O Ébrio da Bebida pode acabar com os simples mortais, mas grandes descobertas, grandes obras e grandes gênios não podem ser identificados sem a presença desse líquido (ou não) do capeta. Citando o sábio Mussum: O álquis é o maior inimiguis do homem, mas homem que foge do inimiguis é covardis!



São muitas as lendas sobre grandes gênios que se atolavam no lamaçal da bebida. Desde os tempos mais remotos, nas terras mais distantes o ébrio se faz presente. Caravaggio, Michelangelo Merisi da Caravaggio (1571 - 1610) foi um pintor Italiano atuante em Roma, Nápoles, Malta e Sicília, entre 1593 e 1610. É normalmente identificado como um artista Barroco, estilo do qual ele é o primeiro grande representante. Caravaggio era o nome da aldeia natal de sua família, que ele adotou como nome artístico. Ainda vivo, Caravaggio era considerado enigmático, fascinante e perigoso. Em 1606, mata um jovem durante uma briga e foge de Roma, com a cabeça a prêmio. Em Malta (1608) envolve-se em outra briga, e mais outra em Nápoles, pingaiada é foda. No ano seguinte, após uma carreira de pouco mais de uma década, Caravaggio estava morto, aos 38 anos.

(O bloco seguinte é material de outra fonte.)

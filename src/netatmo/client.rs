//! Netatmo API client - forwards form posts with the access token attached

use std::time::Duration;

use async_trait::async_trait;
use chrono::{DateTime, Utc};
use reqwest::Client;
use url::Url;

use super::envelope::ResponseEnvelope;
use super::token::TokenProvider;
use crate::config::NetatmoConfig;
use crate::error::AppError;

pub const ACCESS_TOKEN_FIELD: &str = "access_token";

const API_PATH: &str = "api/";

/// Vendor seam used by the HTTP handlers
#[async_trait]
pub trait VendorApi: Send + Sync {
    /// POST `params` to `api/<endpoint>` and normalize the answer
    async fn call(&self, endpoint: &str, params: Vec<(String, String)>) -> ResponseEnvelope;

    /// Token response obtained at login
    async fn token(&self) -> ResponseEnvelope;

    async fn token_expires_at(&self) -> Option<DateTime<Utc>> {
        None
    }
}

pub struct NetatmoClient {
    http_client: Client,
    api_url: Url,
    tokens: TokenProvider,
}

impl NetatmoClient {
    /// Build the HTTP client and log in. Any login failure aborts.
    pub async fn connect(config: &NetatmoConfig, scope: String) -> Result<Self, AppError> {
        let http_client = Client::builder()
            .timeout(Duration::from_secs(config.timeout_secs))
            .connect_timeout(Duration::from_secs(10))
            .pool_max_idle_per_host(10)
            .build()?;

        let base_url = normalize_base_url(&config.base_url)?;
        let api_url = base_url
            .join(API_PATH)
            .map_err(|e| AppError::ConfigError(format!("invalid api url: {}", e)))?;

        let tokens = TokenProvider::login(http_client.clone(), &base_url, config, scope).await?;

        Ok(Self {
            http_client,
            api_url,
            tokens,
        })
    }

    pub fn tokens(&self) -> &TokenProvider {
        &self.tokens
    }

    pub async fn post(
        &self,
        endpoint: &str,
        params: Vec<(String, String)>,
    ) -> Result<ResponseEnvelope, AppError> {
        let url = self
            .api_url
            .join(endpoint)
            .map_err(|e| AppError::BadRequest(format!("invalid endpoint {}: {}", endpoint, e)))?;

        let token = self.tokens.access_token().await?;

        let mut form = Vec::with_capacity(params.len() + 1);
        form.push((ACCESS_TOKEN_FIELD.to_string(), token));
        form.extend(params);

        tracing::debug!("[Netatmo] POST {} ({} fields)", url, form.len());

        let resp = self.http_client.post(url).form(&form).send().await?;
        let envelope = ResponseEnvelope::from_response(resp).await;

        if !envelope.is_success() {
            tracing::warn!(
                "[Netatmo] {} returned {}: {}",
                endpoint,
                envelope.status,
                envelope.message
            );
        }

        Ok(envelope)
    }
}

#[async_trait]
impl VendorApi for NetatmoClient {
    async fn call(&self, endpoint: &str, params: Vec<(String, String)>) -> ResponseEnvelope {
        match self.post(endpoint, params).await {
            Ok(envelope) => envelope,
            Err(e) => {
                tracing::error!("[Netatmo] {} failed: {}", endpoint, e);
                e.to_envelope()
            }
        }
    }

    async fn token(&self) -> ResponseEnvelope {
        self.tokens.token_envelope().await
    }

    async fn token_expires_at(&self) -> Option<DateTime<Utc>> {
        self.tokens.expires_at().await
    }
}

/// `Url::join` drops the last segment unless the base ends with a slash.
fn normalize_base_url(raw: &str) -> Result<Url, AppError> {
    let with_slash = if raw.ends_with('/') {
        raw.to_string()
    } else {
        format!("{}/", raw)
    };
    Url::parse(&with_slash)
        .map_err(|e| AppError::ConfigError(format!("invalid base_url {}: {}", raw, e)))
}

#[cfg(test)]
mod tests {
    use super::*;
    use crate::netatmo::test_support::{netatmo_config, spawn_fake_vendor, FakeVendor};
    use serde_json::json;
    use std::sync::atomic::Ordering;

    async fn connect(vendor: &FakeVendor) -> NetatmoClient {
        let base_url = spawn_fake_vendor(vendor.clone()).await;
        let config = netatmo_config(base_url.as_str());
        NetatmoClient::connect(&config, "read_station".to_string())
            .await
            .unwrap()
    }

    #[test]
    fn test_normalize_base_url() {
        assert_eq!(
            normalize_base_url("https://api.netatmo.com").unwrap().as_str(),
            "https://api.netatmo.com/"
        );
        assert_eq!(
            normalize_base_url("http://127.0.0.1:9000/netatmo")
                .unwrap()
                .join(API_PATH)
                .unwrap()
                .as_str(),
            "http://127.0.0.1:9000/netatmo/api/"
        );
        assert!(normalize_base_url("::nope").is_err());
    }

    #[tokio::test]
    async fn test_post_injects_access_token() {
        let vendor = FakeVendor::default();
        let client = connect(&vendor).await;

        client
            .call(
                "getstationsdata",
                vec![("get_favorites".to_string(), "false".to_string())],
            )
            .await;

        let form = vendor.last_call("api/getstationsdata").unwrap();
        assert_eq!(form.get(ACCESS_TOKEN_FIELD).map(String::as_str), Some("token-1"));
        assert_eq!(form.get("get_favorites").map(String::as_str), Some("false"));
    }

    #[tokio::test]
    async fn test_getstationsdata_fixture_passes_through() {
        let fixture: serde_json::Value =
            serde_json::from_str(include_str!("../../fixtures/getstationsdata.json")).unwrap();
        let vendor = FakeVendor::default().with_api_body(fixture.clone());
        let client = connect(&vendor).await;

        let envelope = client.call("getstationsdata", vec![]).await;

        assert_eq!(envelope.status, 200);
        assert_eq!(envelope.message, fixture);
        assert_eq!(envelope.message["status"], "ok");
        let body = envelope.message["body"].as_object().unwrap();
        assert!(body.contains_key("devices"));
        assert!(body.contains_key("user"));
    }

    #[tokio::test]
    async fn test_vendor_error_is_normalized() {
        let vendor = FakeVendor::default()
            .with_api_status(403)
            .with_api_body(json!({"error": {"code": 13, "message": "Operation forbidden"}}));
        let client = connect(&vendor).await;

        let envelope = client.call("homesdata", vec![]).await;
        assert_eq!(envelope.status, 403);
        assert_eq!(envelope.message, json!("Forbidden"));
    }

    #[tokio::test]
    async fn test_expired_token_is_renewed_before_call() {
        let vendor = FakeVendor::default().with_expires_in(0);
        let client = connect(&vendor).await;

        client.call("getuser", vec![]).await;

        assert_eq!(vendor.logins.load(Ordering::SeqCst), 2);
        let form = vendor.last_call("api/getuser").unwrap();
        assert_eq!(form.get(ACCESS_TOKEN_FIELD).map(String::as_str), Some("token-2"));
    }

    #[tokio::test]
    async fn test_unreachable_vendor_is_bad_gateway() {
        let vendor = FakeVendor::default();
        let mut client = connect(&vendor).await;
        // Nothing listens on port 9 of the loopback address.
        client.api_url = Url::parse("http://127.0.0.1:9/api/").unwrap();

        let envelope = client.call("getuser", vec![]).await;
        assert_eq!(envelope.status, 502);
        assert_eq!(envelope.message, json!("Bad Gateway"));
    }

    #[tokio::test]
    async fn test_slow_vendor_is_gateway_timeout() {
        let vendor = FakeVendor::default().with_api_delay(Duration::from_secs(3));
        let base_url = spawn_fake_vendor(vendor.clone()).await;
        let mut config = netatmo_config(base_url.as_str());
        config.timeout_secs = 1;
        let client = NetatmoClient::connect(&config, "read_station".to_string())
            .await
            .unwrap();

        let envelope = client.call("getstationsdata", vec![]).await;
        assert_eq!(envelope, ResponseEnvelope::text(504, "Gateway Time-out"));
    }

    #[tokio::test]
    async fn test_token_is_exposed() {
        let vendor = FakeVendor::default();
        let client = connect(&vendor).await;

        let envelope = client.token().await;
        assert_eq!(envelope.message["access_token"], "token-1");
        assert!(client.token_expires_at().await.is_some());
    }
}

Temos também os clássicos, que podem servir de exemplo, William S. Burroughs, William Seward Burroughs II (nascido em fevereiro de 1914, vivo até agosto de 1997) foi escritor, pintor (seu método de pintar era colocar um monte de latas de tinta sobre uma tela. Atirando nas latas, vazava tinta, e isso era a pintura) e crítico social nascido nos estados Unidos. Vindo de uma família proeminente, sua obra mais conhecida é Naked Lunch (Almoço Nu no Brasil), escrito no exílio em Tânger, após ter matado sua mulher com um tiro, alegando ter sido um acidente infeliz, brincando de Guilherme Tell. Grande parte de sua obra, de atmosfera fantástica e grotesca, tem caráter autobiográfico. Apesar de fazer parte da geração Beat, seus livros têm pouco em comum com o restante desses autores, já que a linguagem utilizada provém de fluxos de consciência durante o uso de alucinógenos. Homossexual depois da morte acidental da esposa causada por um disparo com arma de fogo. Foi um dos pioneiros da literatura experimental, tanto no universo léxico escatológico. Outro gênii literário que vale ser lembrado pelos porres é Charles Bukowski, Henry Charles Bukowski Jr (nascido em agosto de 1920, Alemanha, vivo até março de 1994, Los Angeles). Foi poeta, contista e romancista. Sua obra obscena e estilo coloquial, com descrições de trabalhos braçais, porres e relacionamentos baratos, fascinaram gerações de jovens à procura de uma obra com a qual pudessem se identificar. Tendo Ernest Hemingway e Fiódor Dostoiévski como principais influências (2 bêbassos desses como exemplo só podia dar num tremendo pau d’água literário mesmo). Com o escritor russo ele aprendeu: "Quem não quer matar seu pai"? Seu estilo de vida se resumia a mais ou menos isso: "Não sei quanto às outras pessoas, mas quando me abaixo para colocar os sapatos de manhã, penso, Deus Todo-Poderoso, o que mais agora?".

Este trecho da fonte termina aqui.